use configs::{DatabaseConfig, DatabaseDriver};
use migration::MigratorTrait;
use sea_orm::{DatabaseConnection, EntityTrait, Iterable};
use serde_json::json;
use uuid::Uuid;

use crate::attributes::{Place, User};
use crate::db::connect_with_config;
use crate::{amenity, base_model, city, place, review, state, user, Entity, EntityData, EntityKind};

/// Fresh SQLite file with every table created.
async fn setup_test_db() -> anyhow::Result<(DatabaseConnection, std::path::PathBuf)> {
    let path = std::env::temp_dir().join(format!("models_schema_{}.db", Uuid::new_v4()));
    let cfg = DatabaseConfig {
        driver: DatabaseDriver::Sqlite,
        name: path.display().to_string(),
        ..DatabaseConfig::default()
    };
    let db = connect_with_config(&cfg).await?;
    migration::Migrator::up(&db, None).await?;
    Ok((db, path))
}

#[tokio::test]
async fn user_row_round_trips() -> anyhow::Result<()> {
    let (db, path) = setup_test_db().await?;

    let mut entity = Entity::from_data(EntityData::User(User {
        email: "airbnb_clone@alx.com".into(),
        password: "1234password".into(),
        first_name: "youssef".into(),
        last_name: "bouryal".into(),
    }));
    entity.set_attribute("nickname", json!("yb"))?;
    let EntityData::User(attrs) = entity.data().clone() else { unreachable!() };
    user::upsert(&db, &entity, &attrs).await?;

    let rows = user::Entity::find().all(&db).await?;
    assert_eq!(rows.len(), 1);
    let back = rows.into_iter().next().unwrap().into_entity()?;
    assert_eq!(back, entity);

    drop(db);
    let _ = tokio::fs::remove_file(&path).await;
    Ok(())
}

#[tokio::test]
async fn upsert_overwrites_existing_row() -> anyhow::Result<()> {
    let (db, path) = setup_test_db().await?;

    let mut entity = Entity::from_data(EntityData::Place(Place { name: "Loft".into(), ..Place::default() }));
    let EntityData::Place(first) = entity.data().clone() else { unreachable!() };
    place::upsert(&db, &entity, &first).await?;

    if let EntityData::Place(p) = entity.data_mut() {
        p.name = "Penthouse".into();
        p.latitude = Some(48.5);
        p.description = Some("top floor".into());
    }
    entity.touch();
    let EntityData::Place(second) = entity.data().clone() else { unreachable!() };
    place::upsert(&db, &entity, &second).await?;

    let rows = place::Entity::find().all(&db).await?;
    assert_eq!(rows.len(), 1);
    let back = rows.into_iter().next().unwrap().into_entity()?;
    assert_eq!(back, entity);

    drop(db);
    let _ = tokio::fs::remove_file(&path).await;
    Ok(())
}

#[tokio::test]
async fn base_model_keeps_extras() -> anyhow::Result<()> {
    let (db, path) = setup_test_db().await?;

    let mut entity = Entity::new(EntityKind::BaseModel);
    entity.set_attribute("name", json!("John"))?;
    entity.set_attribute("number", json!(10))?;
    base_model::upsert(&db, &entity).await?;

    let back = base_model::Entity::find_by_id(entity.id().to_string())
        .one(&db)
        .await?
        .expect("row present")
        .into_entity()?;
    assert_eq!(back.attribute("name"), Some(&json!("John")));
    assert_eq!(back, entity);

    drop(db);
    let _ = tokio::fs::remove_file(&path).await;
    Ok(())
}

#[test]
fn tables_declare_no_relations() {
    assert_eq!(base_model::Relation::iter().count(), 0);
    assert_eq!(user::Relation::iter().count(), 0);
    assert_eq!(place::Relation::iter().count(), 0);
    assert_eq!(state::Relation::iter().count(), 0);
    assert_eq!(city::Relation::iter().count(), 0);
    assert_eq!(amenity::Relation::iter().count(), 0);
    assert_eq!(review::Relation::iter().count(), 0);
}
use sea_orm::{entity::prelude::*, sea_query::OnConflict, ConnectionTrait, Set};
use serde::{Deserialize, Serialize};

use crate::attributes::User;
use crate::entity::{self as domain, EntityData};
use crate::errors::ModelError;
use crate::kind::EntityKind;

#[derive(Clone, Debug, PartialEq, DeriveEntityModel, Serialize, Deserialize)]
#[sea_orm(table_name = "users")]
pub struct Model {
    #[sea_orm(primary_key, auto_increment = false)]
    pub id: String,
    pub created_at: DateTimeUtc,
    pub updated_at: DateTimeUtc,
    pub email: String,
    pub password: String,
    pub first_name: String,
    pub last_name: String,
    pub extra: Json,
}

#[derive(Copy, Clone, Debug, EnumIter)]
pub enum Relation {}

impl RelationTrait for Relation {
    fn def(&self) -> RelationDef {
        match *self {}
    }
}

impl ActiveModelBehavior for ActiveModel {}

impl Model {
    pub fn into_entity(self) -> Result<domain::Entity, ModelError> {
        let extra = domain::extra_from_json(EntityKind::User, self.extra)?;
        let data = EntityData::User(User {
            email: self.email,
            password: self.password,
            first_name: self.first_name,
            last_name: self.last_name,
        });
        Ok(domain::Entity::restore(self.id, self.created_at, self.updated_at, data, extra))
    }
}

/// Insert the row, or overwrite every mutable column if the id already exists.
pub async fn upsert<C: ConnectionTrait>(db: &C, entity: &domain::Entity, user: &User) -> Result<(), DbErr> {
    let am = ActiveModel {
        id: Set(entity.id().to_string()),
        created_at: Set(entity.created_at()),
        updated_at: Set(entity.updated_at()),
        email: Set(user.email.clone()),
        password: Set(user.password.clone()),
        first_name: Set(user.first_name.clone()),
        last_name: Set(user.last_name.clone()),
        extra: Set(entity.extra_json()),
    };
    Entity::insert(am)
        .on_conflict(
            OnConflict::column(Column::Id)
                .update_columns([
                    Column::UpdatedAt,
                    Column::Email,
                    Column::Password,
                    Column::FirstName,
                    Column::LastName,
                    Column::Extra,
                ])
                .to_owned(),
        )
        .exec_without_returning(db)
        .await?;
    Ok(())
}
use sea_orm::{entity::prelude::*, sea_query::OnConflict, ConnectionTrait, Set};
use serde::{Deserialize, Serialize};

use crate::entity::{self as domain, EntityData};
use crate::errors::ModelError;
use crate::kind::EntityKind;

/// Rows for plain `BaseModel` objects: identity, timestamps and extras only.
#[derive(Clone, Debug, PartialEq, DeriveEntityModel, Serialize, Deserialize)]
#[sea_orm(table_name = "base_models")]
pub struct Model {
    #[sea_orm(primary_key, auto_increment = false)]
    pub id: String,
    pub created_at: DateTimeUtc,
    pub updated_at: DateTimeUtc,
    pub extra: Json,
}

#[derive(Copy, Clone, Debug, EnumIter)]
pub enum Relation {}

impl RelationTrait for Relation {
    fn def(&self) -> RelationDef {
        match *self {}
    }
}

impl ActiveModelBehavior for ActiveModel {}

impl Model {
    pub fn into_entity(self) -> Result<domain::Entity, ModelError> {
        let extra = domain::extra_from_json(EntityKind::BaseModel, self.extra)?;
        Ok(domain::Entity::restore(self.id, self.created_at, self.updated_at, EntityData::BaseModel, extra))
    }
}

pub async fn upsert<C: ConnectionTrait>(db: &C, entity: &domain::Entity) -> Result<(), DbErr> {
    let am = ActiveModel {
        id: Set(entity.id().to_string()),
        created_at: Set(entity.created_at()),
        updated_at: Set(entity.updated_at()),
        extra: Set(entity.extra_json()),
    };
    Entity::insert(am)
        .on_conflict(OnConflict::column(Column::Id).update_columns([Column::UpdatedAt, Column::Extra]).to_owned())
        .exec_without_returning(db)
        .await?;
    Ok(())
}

☆ ☆ ☆ ☆ ☆

What is needed -> For every line above with the word "EntityKind" in it, make a copy.

Answer to this task ->
use crate::{amenity, base_model, city, place, review, state, user, Entity, EntityData, EntityKind};
    let mut entity = Entity::new(EntityKind::BaseModel);
use crate::kind::EntityKind;
        let extra = domain::extra_from_json(EntityKind::User, self.extra)?;
use crate::kind::EntityKind;
        let extra = domain::extra_from_json(EntityKind::BaseModel, self.extra)?;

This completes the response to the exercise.